Il meccanismo della notiziabilità prevede che dove c’è la scintilla di quello che non va, là c’è anche l’interesse e là c’è anche la notiziabilità delle cose. Quindi se va tutto bene non c’è notizia. Se invece qualcosa va male, lì c’è notizia. Io credo che però bisogna stare attenti, perché non tutta la realtà è negativa. Credo che, quando c’è questo male, bisogna cercare se in quel male esiste un angoletto di luce che è la strada di speranza, perché anche quel male non abbia a replicarsi, a duplicarsi, a crescere. Poi, secondo me, ci fa bene dare spazio, voce e visibilità anche a buone pratiche ed esperienze positive. Nei telegiornali vedo la cronaca nera sempre più nera e mi sembra ci sia una ripetitività e una banalità del male, che diventa sempre più profondo, terribile, buio. La speranza ci deve portare a guardare la realtà con un’altra prospettiva. Anche il racconto degli scandali in Vaticano o nella Chiesa deve essere sempre elaborato nel pieno rispetto della verità e delle persone protagoniste, nel bene o nel male della vicenda.
Il suo è uno sguardo privilegiato nel raccontare le vicende del Vaticano. Che idea ha dell’Istituzione dello Stato Pontificio?
Èqualche cosa che, nella forma e nelle personalità, è frutto di una tradizione. Ma è anche il risultato della novità delle persone che oggi incarnano quell’istituzione. A volte si dice: “Il Papa è una luce, un faro, però la Chiesa…”. Credo invece che ci siano tante persone che, dentro l’Istituzione, lavorano quotidianamente nell’ombra, a volte nel silenzio, con preziosi risultati.
Ma l’Istituzione è fatta da uomini e donne che trovano appagamento del loro ruolo, della loro funzione, del loro abito. Così come la vocazione è un fatto individuale, anche la tentazione è un fatto individuale. La vera chiave di volta in senso cristiano è un ritorno alla Parola, alla spiritualità e alla preghiera, ma non la preghiera delle formule, ma quella che ti cambia il cuore, ti mette in discussione, quella che ti cambia. Quella che ti fa riconoscere nei tuoi limiti e che libera le tue potenzialità, i tuoi talenti.
Nell’ obelisco che si trova al centro di Piazza San Pietro c’è quel versetto – Non praevalebunt, “le tenebre del male non prevarranno contro di lei” – che indica come, nella Chiesa ci sia una fortissima tentazione, ma ci sia anche la santità.
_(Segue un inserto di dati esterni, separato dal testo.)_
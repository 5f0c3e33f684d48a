//! Deferred build pipeline.
//!
//! Build operations (compiling for a target, building a container image,
//! zipping a function bundle) are queued with
//! [`BuildContext::defer_build`](crate::context::BuildContext::defer_build)
//! while the graph is declared, and only run after synthesis.
//!
//! # Ordering
//!
//! Operations run strictly one at a time, in the order they were deferred.
//! Later steps may consume artifacts produced by earlier ones, and process
//! output stays attributable to a single step.
//!
//! # Failure
//!
//! The first failing step aborts the run; remaining steps never start. There
//! are no retries, and partial artifacts are left in place for the next run
//! to overwrite.

pub mod actions;
mod types;

pub use types::*;

use std::fmt;
use std::path::PathBuf;
use std::sync::Arc;
use std::time::Instant;

use async_trait::async_trait;
use tracing::{error, info};

use crate::platform::Platform;
use actions::exec::{ExecOpts, execute_exec};
use actions::fetch::execute_fetch;
use actions::package::execute_package;

/// A user-defined build step.
#[async_trait]
pub trait BuildStep: Send + Sync {
  /// Short label used in logs and errors.
  fn name(&self) -> String;

  async fn run(&self, env: &BuildEnv) -> Result<(), BuildError>;
}

/// One deferred unit of build work.
#[derive(Clone)]
pub enum BuildOp {
  /// Run an external program.
  Exec(ExecOpts),
  /// Download a verified file into `dest_dir`.
  FetchUrl {
    url: String,
    sha256: String,
    dest_dir: PathBuf,
  },
  /// Zip `source` into `dest`.
  Package {
    source: PathBuf,
    dest: PathBuf,
    exclude: Vec<String>,
  },
  Custom(Arc<dyn BuildStep>),
}

impl BuildOp {
  pub fn exec(opts: ExecOpts) -> Self {
    BuildOp::Exec(opts)
  }

  /// `cargo build` for `target` (e.g. `aarch64-unknown-linux-musl`, `wasm32-wasip1`).
  pub fn cargo_build(manifest_path: impl Into<PathBuf>, target: &str, release: bool) -> Self {
    let manifest_path: PathBuf = manifest_path.into();
    let mut opts = ExecOpts::new("cargo")
      .args(["build", "--manifest-path"])
      .arg(manifest_path.to_string_lossy())
      .args(["--target", target]);
    if release {
      opts = opts.arg("--release");
    }
    BuildOp::Exec(opts)
  }

  /// `docker build` of `context` for the container flavour of `platform`.
  pub fn container_build(context: impl Into<PathBuf>, dockerfile: &str, tag: &str, platform: Platform) -> Self {
    let context: PathBuf = context.into();
    BuildOp::Exec(
      ExecOpts::new("docker")
        .args(["build", "--platform"])
        .arg(platform.container_platform())
        .args(["--file", dockerfile, "--tag", tag])
        .arg(context.to_string_lossy()),
    )
  }

  pub fn fetch_url(url: &str, sha256: &str, dest_dir: impl Into<PathBuf>) -> Self {
    BuildOp::FetchUrl {
      url: url.to_string(),
      sha256: sha256.to_string(),
      dest_dir: dest_dir.into(),
    }
  }

  pub fn package(source: impl Into<PathBuf>, dest: impl Into<PathBuf>) -> Self {
    BuildOp::Package {
      source: source.into(),
      dest: dest.into(),
      exclude: Vec::new(),
    }
  }

  pub fn custom(step: impl BuildStep + 'static) -> Self {
    BuildOp::Custom(Arc::new(step))
  }

  pub fn name(&self) -> String {
    match self {
      BuildOp::Exec(opts) => opts.display(),
      BuildOp::FetchUrl { url, .. } => format!("fetch {url}"),
      BuildOp::Package { dest, .. } => format!("package {}", dest.display()),
      BuildOp::Custom(step) => step.name(),
    }
  }

  async fn run(&self, env: &BuildEnv) -> Result<(), BuildError> {
    match self {
      BuildOp::Exec(opts) => execute_exec(opts, &env.work_dir).await.map(drop),
      BuildOp::FetchUrl { url, sha256, dest_dir } => {
        execute_fetch(url, sha256, &env.resolve(dest_dir)).await.map(drop)
      }
      BuildOp::Package { source, dest, exclude } => {
        execute_package(&env.resolve(source), &env.resolve(dest), exclude)
          .await
          .map(drop)
      }
      BuildOp::Custom(step) => step.run(env).await,
    }
  }
}

impl fmt::Debug for BuildOp {
  fn fmt(&self, f: &mut fmt::Formatter<'_>) -> fmt::Result {
    match self {
      BuildOp::Exec(opts) => f.debug_tuple("Exec").field(opts).finish(),
      BuildOp::FetchUrl { url, sha256, dest_dir } => f
        .debug_struct("FetchUrl")
        .field("url", url)
        .field("sha256", sha256)
        .field("dest_dir", dest_dir)
        .finish(),
      BuildOp::Package { source, dest, exclude } => f
        .debug_struct("Package")
        .field("source", source)
        .field("dest", dest)
        .field("exclude", exclude)
        .finish(),
      BuildOp::Custom(step) => f.debug_tuple("Custom").field(&step.name()).finish(),
    }
  }
}

/// The ordered list of deferred operations captured by one build context.
#[derive(Debug, Default, Clone)]
pub struct Pipeline {
  ops: Vec<BuildOp>,
}

impl Pipeline {
  pub fn new(ops: Vec<BuildOp>) -> Self {
    Self { ops }
  }

  pub fn ops(&self) -> &[BuildOp] {
    &self.ops
  }

  pub fn len(&self) -> usize {
    self.ops.len()
  }

  pub fn is_empty(&self) -> bool {
    self.ops.is_empty()
  }

  /// Run every operation sequentially, stopping at the first failure.
  pub async fn run(&self, env: &BuildEnv) -> Result<PipelineReport, PipelineError> {
    info!(steps = self.ops.len(), platform = %env.platform, "starting build pipeline");

    let mut report = PipelineReport::default();
    for (index, op) in self.ops.iter().enumerate() {
      let name = op.name();
      info!(step = index, name = %name, "running build step");

      let started = Instant::now();
      if let Err(source) = op.run(env).await {
        error!(step = index, name = %name, error = %source, "build step failed");
        return Err(PipelineError { index, name, source });
      }

      let duration = started.elapsed();
      info!(step = index, name = %name, elapsed_ms = duration.as_millis() as u64, "build step finished");
      report.steps.push(StepReport { name, duration });
    }

    info!(steps = report.steps.len(), "build pipeline complete");
    Ok(report)
  }
}

#[cfg(test)]
mod tests {
  use super::*;
  use crate::platform::{Arch, Os};
  use std::sync::Mutex;
  use tracing_test::traced_test;

  /// Records its label into a shared log, optionally failing.
  struct Recorder {
    label: &'static str,
    log: Arc<Mutex<Vec<&'static str>>>,
    fail: bool,
  }

  #[async_trait]
  impl BuildStep for Recorder {
    fn name(&self) -> String {
      self.label.to_string()
    }

    async fn run(&self, _env: &BuildEnv) -> Result<(), BuildError> {
      self.log.lock().unwrap().push(self.label);
      if self.fail {
        return Err(BuildError::Failed(format!("{} exploded", self.label)));
      }
      Ok(())
    }
  }

  fn recorder(label: &'static str, log: &Arc<Mutex<Vec<&'static str>>>, fail: bool) -> BuildOp {
    BuildOp::custom(Recorder {
      label,
      log: log.clone(),
      fail,
    })
  }

  fn env() -> BuildEnv {
    BuildEnv::new(Platform::new(Arch::X86_64, Os::Linux), std::env::temp_dir())
  }

  #[tokio::test]
  async fn runs_in_declaration_order() {
    let log = Arc::new(Mutex::new(Vec::new()));
    let pipeline = Pipeline::new(vec![
      recorder("op1", &log, false),
      recorder("op2", &log, false),
      recorder("op3", &log, false),
    ]);

    let report = pipeline.run(&env()).await.unwrap();

    assert_eq!(*log.lock().unwrap(), vec!["op1", "op2", "op3"]);
    let names: Vec<_> = report.steps.iter().map(|s| s.name.as_str()).collect();
    assert_eq!(names, vec!["op1", "op2", "op3"]);
  }

  #[tokio::test]
  #[traced_test]
  async fn failure_stops_remaining_steps() {
    let log = Arc::new(Mutex::new(Vec::new()));
    let pipeline = Pipeline::new(vec![
      recorder("op1", &log, false),
      recorder("op2", &log, true),
      recorder("op3", &log, false),
    ]);

    let err = pipeline.run(&env()).await.unwrap_err();

    assert_eq!(err.index, 1);
    assert_eq!(err.name, "op2");
    assert!(matches!(err.source, BuildError::Failed(_)));
    assert_eq!(*log.lock().unwrap(), vec!["op1", "op2"]);
    assert!(logs_contain("build step failed"));
  }

  #[tokio::test]
  async fn empty_pipeline_succeeds() {
    let report = Pipeline::default().run(&env()).await.unwrap();
    assert!(report.steps.is_empty());
  }

  #[test]
  fn cargo_build_arguments() {
    let op = BuildOp::cargo_build("services/api/Cargo.toml", "wasm32-wasip1", true);
    assert_eq!(
      op.name(),
      "cargo build --manifest-path services/api/Cargo.toml --target wasm32-wasip1 --release"
    );
  }

  #[test]
  fn container_build_targets_linux_for_the_platform_arch() {
    let platform = Platform::new(Arch::Aarch64, Os::MacOs);
    let op = BuildOp::container_build("services/web", "Dockerfile", "web:dev", platform);
    assert_eq!(
      op.name(),
      "docker build --platform linux/arm64 --file Dockerfile --tag web:dev services/web"
    );
  }

  #[test]
  fn debug_hides_custom_step_internals() {
    let log = Arc::new(Mutex::new(Vec::new()));
    let op = recorder("bundle", &log, false);
    assert_eq!(format!("{op:?}"), "Custom(\"bundle\")");
  }
}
Come immagina il dopo Francesco?
Credo che non solo alcune riforme, ma anche alcune modifiche nello stile portate da Papa Francesco siano irreversibili, a iniziare dallo stile del pontificato. Immagino vivremo un Conclave inedito, perché non ci sono più le grandi figure di area conservativa e area progressista, ma c’è una maggioranza di Cardinali creati da Francesco che sono di sedi cardinalizie non tradizionali, che rappresentano la novità. E questa novità non è mai un salto nel vuoto, ma è una novità nella continuità. La Chiesa di Papa Francesco ha un’inquietudine interna positiva e credo che, ora più che mai, sia importante capire quale sia la volontà di Dio per una Chiesa che continui ad avere la preoccupazione del mondo, perché essa esiste per il mondo.